[Stored records]
//! # Frame Driver
//!
//! The seam between the loop and the opaque simulation/render engine. The
//! loop owns scheduling and surface bookkeeping; the driver only reacts.
//!
//! Every method runs on the execution thread, never concurrently.

use std::sync::Arc;
use std::time::Duration;

use tether_core::{InputEvent, LifecycleState, Surface};

use crate::error::FrameError;

/// Callbacks the execution loop makes into the engine.
///
/// Only [`update`](Self::update) and [`present`](Self::present) are required.
pub trait FrameDriver: Send {
    /// A surface became current (new generation, or carried over from a
    /// previous run).
    fn surface_bound(&mut self, _surface: &Surface) {}

    /// The current surface changed size.
    fn surface_resized(&mut self, _surface: &Surface) {}

    /// The current surface is gone. Drop anything that refers to it.
    fn surface_lost(&mut self) {}

    /// The host resumed for the first time in this run: a cold start rather
    /// than a return from the background. Called just before
    /// `lifecycle(Resumed)`.
    fn started(&mut self) {}

    /// Host lifecycle changed.
    fn lifecycle(&mut self, _state: LifecycleState) {}

    /// Input in arrival order. Delivered while paused as well.
    fn input(&mut self, _event: InputEvent) {}

    /// Advances the simulation by `delta` (already clamped).
    ///
    /// # Errors
    ///
    /// A [`FrameError`] skips presentation of this frame.
    fn update(&mut self, delta: Duration) -> Result<(), FrameError>;

    /// Renders and presents one frame to `surface`.
    ///
    /// # Errors
    ///
    /// A [`FrameError`] marks the frame as failed.
    fn present(&mut self, surface: &Surface) -> Result<(), FrameError>;
}

/// Builds a fresh driver for every run, on the execution thread.
pub type DriverFactory =
    Arc<dyn Fn() -> Result<Box<dyn FrameDriver>, FrameError> + Send + Sync + 'static>;

/// A driver made of two closures, for hosts with nothing to track.
pub struct FnDriver<U, P> {
    update: U,
    present: P,
}

impl<U, P> FnDriver<U, P>
where
    U: FnMut(Duration) -> Result<(), FrameError> + Send,
    P: FnMut(&Surface) -> Result<(), FrameError> + Send,
{
    /// Wraps `update` and `present`.
    pub fn new(update: U, present: P) -> Self {
        Self { update, present }
    }
}

impl<U, P> FrameDriver for FnDriver<U, P>
where
    U: FnMut(Duration) -> Result<(), FrameError> + Send,
    P: FnMut(&Surface) -> Result<(), FrameError> + Send,
{
    fn update(&mut self, delta: Duration) -> Result<(), FrameError> {
        (self.update)(delta)
    }

    fn present(&mut self, surface: &Surface) -> Result<(), FrameError> {
        (self.present)(surface)
    }
}

#[cfg(test)]
mod tests {
    use super::*;

    #[test]
    fn test_fn_driver_calls_closures() {
        let mut total = Duration::ZERO;
        let mut driver = FnDriver::new(
            |delta| {
                total += delta;
                Ok(())
            },
            |_surface| Err(FrameError::Transient("no swapchain".into())),
        );

        assert!(driver.update(Duration::from_millis(16)).is_ok());
        assert!(driver.update(Duration::from_millis(16)).is_ok());
        driver.input(InputEvent::RedrawNeeded);
        driver.surface_lost();
        drop(driver);

        assert_eq!(total, Duration::from_millis(32));
    }
}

* **Task item**
When you reach the end of the records, set them all down again exactly.

* **Solution for this problem**
//! # Frame Driver
//!
//! The seam between the loop and the opaque simulation/render engine. The
//! loop owns scheduling and surface bookkeeping; the driver only reacts.
//!
//! Every method runs on the execution thread, never concurrently.

use std::sync::Arc;
use std::time::Duration;

use tether_core::{InputEvent, LifecycleState, Surface};

use crate::error::FrameError;

/// Callbacks the execution loop makes into the engine.
///
/// Only [`update`](Self::update) and [`present`](Self::present) are required.
pub trait FrameDriver: Send {
    /// A surface became current (new generation, or carried over from a
    /// previous run).
    fn surface_bound(&mut self, _surface: &Surface) {}

    /// The current surface changed size.
    fn surface_resized(&mut self, _surface: &Surface) {}

    /// The current surface is gone. Drop anything that refers to it.
    fn surface_lost(&mut self) {}

    /// The host resumed for the first time in this run: a cold start rather
    /// than a return from the background. Called just before
    /// `lifecycle(Resumed)`.
    fn started(&mut self) {}

    /// Host lifecycle changed.
    fn lifecycle(&mut self, _state: LifecycleState) {}

    /// Input in arrival order. Delivered while paused as well.
    fn input(&mut self, _event: InputEvent) {}

    /// Advances the simulation by `delta` (already clamped).
    ///
    /// # Errors
    ///
    /// A [`FrameError`] skips presentation of this frame.
    fn update(&mut self, delta: Duration) -> Result<(), FrameError>;

    /// Renders and presents one frame to `surface`.
    ///
    /// # Errors
    ///
    /// A [`FrameError`] marks the frame as failed.
    fn present(&mut self, surface: &Surface) -> Result<(), FrameError>;
}

/// Builds a fresh driver for every run, on the execution thread.
pub type DriverFactory =
    Arc<dyn Fn() -> Result<Box<dyn FrameDriver>, FrameError> + Send + Sync + 'static>;

/// A driver made of two closures, for hosts with nothing to track.
pub struct FnDriver<U, P> {
    update: U,
    present: P,
}

impl<U, P> FnDriver<U, P>
where
    U: FnMut(Duration) -> Result<(), FrameError> + Send,
    P: FnMut(&Surface) -> Result<(), FrameError> + Send,
{
    /// Wraps `update` and `present`.
    pub fn new(update: U, present: P) -> Self {
        Self { update, present }
    }
}

impl<U, P> FrameDriver for FnDriver<U, P>
where
    U: FnMut(Duration) -> Result<(), FrameError> + Send,
    P: FnMut(&Surface) -> Result<(), FrameError> + Send,
{
    fn update(&mut self, delta: Duration) -> Result<(), FrameError> {
        (self.update)(delta)
    }

    fn present(&mut self, surface: &Surface) -> Result<(), FrameError> {
        (self.present)(surface)
    }
}

#[cfg(test)]
mod tests {
    use super::*;

    #[test]
    fn test_fn_driver_calls_closures() {
        let mut total = Duration::ZERO;
        let mut driver = FnDriver::new(
            |delta| {
                total += delta;
                Ok(())
            },
            |_surface| Err(FrameError::Transient("no swapchain".into())),
        );

        assert!(driver.update(Duration::from_millis(16)).is_ok());
        assert!(driver.update(Duration::from_millis(16)).is_ok());
        driver.input(InputEvent::RedrawNeeded);
        driver.surface_lost();
        drop(driver);

        assert_eq!(total, Duration::from_millis(32));
    }
}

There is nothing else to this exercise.